───── Data for this task
//! Control-plane behavior over real loopback TCP: registration, occupancy
//! reporting, task acceptance, and cross-node overflow forwarding.

use std::collections::HashMap;
use std::sync::atomic::{AtomicU16, Ordering};
use std::sync::{Arc, Mutex};
use std::time::Duration;

use async_trait::async_trait;
use bucketproto::{Command, Req, Ret, TaskInfo};
use bucketry::{Bucket, BucketConfig, Executor, Group, GroupError};
use futures::{SinkExt, StreamExt};
use serde_json::{json, Value};
use tokio::net::TcpStream;
use tokio::time::sleep;
use tokio_util::codec::{Framed, LinesCodec};

static PORT: AtomicU16 = AtomicU16::new(14770);

fn next_port() -> String {
    PORT.fetch_add(1, Ordering::SeqCst).to_string()
}

/// Executor whose body runs long enough to keep its bucket occupied, while
/// recording every (id, payload) it was asked to execute.
struct MeshRecorder {
    seen: Mutex<Vec<(String, Value)>>,
}

impl MeshRecorder {
    fn new() -> Arc<Self> {
        Arc::new(Self {
            seen: Mutex::new(Vec::new()),
        })
    }

    fn seen(&self) -> Vec<(String, Value)> {
        self.seen.lock().unwrap().clone()
    }
}

#[async_trait]
impl Executor for MeshRecorder {
    async fn on_execute(&self, id: &str, payload: &Value) -> anyhow::Result<()> {
        self.seen
            .lock()
            .unwrap()
            .push((id.to_string(), payload.clone()));
        sleep(Duration::from_secs(10)).await;
        Ok(())
    }
}

fn node(
    bucket_name: &str,
    max_bucket: usize,
    recorder: &Arc<MeshRecorder>,
    port: &str,
    peers: Vec<String>,
) -> Arc<Group> {
    let config = BucketConfig {
        life_span: Duration::from_secs(5),
        max_bucket,
        ..Default::default()
    };
    let mut buckets = HashMap::new();
    buckets.insert(
        bucket_name.to_string(),
        Bucket::new(bucket_name, config, Arc::clone(recorder) as Arc<dyn Executor>),
    );
    Arc::new(Group::new(buckets, peers, port.to_string(), true))
}

fn spawn_node(group: &Arc<Group>) {
    let group = Arc::clone(group);
    tokio::spawn(async move {
        let _ = group.start_work().await;
    });
}

async fn connect(port: &str) -> Framed<TcpStream, LinesCodec> {
    // Give the freshly spawned server a moment to bind.
    for _ in 0..50 {
        if let Ok(stream) = TcpStream::connect(format!("127.0.0.1:{port}")).await {
            return Framed::new(stream, LinesCodec::new());
        }
        sleep(Duration::from_millis(20)).await;
    }
    panic!("server on port {port} never came up");
}

async fn roundtrip(framed: &mut Framed<TcpStream, LinesCodec>, req: &Req) -> Ret {
    framed
        .send(bucketproto::to_line(req).unwrap())
        .await
        .expect("send");
    let line = framed
        .next()
        .await
        .expect("connection stayed open")
        .expect("read");
    bucketproto::from_line(&line).expect("parse ret")
}

#[tokio::test]
async fn registration_and_occupancy_roundtrip() {
    let port = next_port();
    let recorder = MeshRecorder::new();
    // The peer entry only feeds the allow-list here; nothing listens on it.
    let group = node("mail", 4, &recorder, &port, vec!["127.0.0.1:9".to_string()]);
    spawn_node(&group);

    let mut framed = connect(&port).await;

    // Commands before registration are refused.
    let ret = roundtrip(&mut framed, &Req::command(Command::Ping)).await;
    assert_eq!(ret.cmd, bucketproto::UREG);
    assert!(ret.is_err());

    // First registration is acknowledged with a timestamp.
    let ret = roundtrip(&mut framed, &Req::command(Command::Reg)).await;
    assert_eq!(ret.cmd, bucketproto::REG);
    assert!(ret.data.contains("registered at"), "got: {}", ret.data);

    // Re-registering the same connection is a duplicate.
    let ret = roundtrip(&mut framed, &Req::command(Command::Reg)).await;
    assert_eq!(ret.cmd, bucketproto::REGD);
    assert!(ret.err.contains("already established"));

    // A registered peer gets the occupancy report.
    let ret = roundtrip(&mut framed, &Req::command(Command::Ping)).await;
    assert_eq!(ret.cmd, bucketproto::PONG);
    let infos: Vec<TaskInfo> = serde_json::from_str(&ret.data).unwrap();
    assert_eq!(infos.len(), 1);
    assert_eq!(infos[0].key, "mail");
    assert_eq!(infos[0].len, 0);

    group.stop_work();
}

#[tokio::test]
async fn forwarded_task_lands_in_bucket() {
    let port = next_port();
    let recorder = MeshRecorder::new();
    let group = node("mail", 4, &recorder, &port, vec!["127.0.0.1:9".to_string()]);
    spawn_node(&group);

    let mut framed = connect(&port).await;
    roundtrip(&mut framed, &Req::command(Command::Reg)).await;

    let payload = json!({"v": 1});
    let req = Req::task("mail", "m-1", serde_json::to_string(&payload).unwrap());
    let ret = roundtrip(&mut framed, &req).await;
    assert_eq!(ret.cmd, bucketproto::TASK);
    assert_eq!(ret.data, "success");
    assert!(!ret.is_err());

    assert_eq!(group.get_bucket("mail").unwrap().len(), 1);

    // The body starts asynchronously after the reply is queued.
    let mut executed = false;
    for _ in 0..50 {
        if recorder.seen() == vec![("m-1".to_string(), payload.clone())] {
            executed = true;
            break;
        }
        sleep(Duration::from_millis(20)).await;
    }
    assert!(executed, "task body never started: {:?}", recorder.seen());

    // Unknown buckets are refused with a wire error.
    let req = Req::task("ghost", "m-2", "{}".to_string());
    let ret = roundtrip(&mut framed, &req).await;
    assert_eq!(ret.cmd, bucketproto::TASK);
    assert!(ret.err.contains("not configured"), "got: {}", ret.err);

    group.stop_work();
}

#[tokio::test]
async fn overflow_forwards_to_lightest_peer() {
    let port_a = next_port();
    let port_b = next_port();
    let addr_a = format!("127.0.0.1:{port_a}");
    let addr_b = format!("127.0.0.1:{port_b}");

    let recorder_a = MeshRecorder::new();
    let recorder_b = MeshRecorder::new();
    let node_a = node("work", 1, &recorder_a, &port_a, vec![addr_b.clone()]);
    let node_b = node("work", 4, &recorder_b, &port_b, vec![addr_a.clone()]);
    spawn_node(&node_a);
    spawn_node(&node_b);

    // Saturate A's bucket locally.
    node_a
        .fill("work", "a1", json!({"slot": 1}))
        .expect("local fill");
    assert_eq!(node_a.get_bucket("work").unwrap().len(), 1);

    // The second fill overflows to B once discovery has registered and
    // pinged; retry while the mesh warms up.
    let payload = json!({"v": 1, "origin": "a"});
    let mut forwarded = false;
    for _ in 0..50 {
        match node_a.fill("work", "a2", payload.clone()) {
            Ok(()) => {
                forwarded = true;
                break;
            }
            Err(GroupError::NoPeerAvailable) | Err(GroupError::TaskNotInInfo) => {
                sleep(Duration::from_millis(100)).await;
            }
            Err(e) => panic!("unexpected fill error: {e}"),
        }
    }
    assert!(forwarded, "mesh never became ready");

    // B must be running the task with the same id and payload.
    let mut landed = false;
    for _ in 0..50 {
        if recorder_b
            .seen()
            .contains(&("a2".to_string(), payload.clone()))
        {
            landed = true;
            break;
        }
        sleep(Duration::from_millis(50)).await;
    }
    assert!(landed, "task never landed on the peer: {:?}", recorder_b.seen());
    assert_eq!(node_b.get_bucket("work").unwrap().len(), 1);

    // A never ran it locally.
    assert!(recorder_a
        .seen()
        .iter()
        .all(|(id, _)| id != "a2"));

    node_a.stop_work();
    node_b.stop_work();
}

#[tokio::test]
async fn fill_unknown_bucket_errors() {
    let recorder = MeshRecorder::new();
    let group = node("mail", 4, &recorder, &next_port(), Vec::new());
    let err = group.fill("ghost", "x", Value::Null).unwrap_err();
    assert!(matches!(err, GroupError::UnknownBucket(_)));
}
──────────
▶ _Directions_:
Search the data for the string "ghost" and say how many lines include it, giving only the number.

▶ _Answer for the task_:
2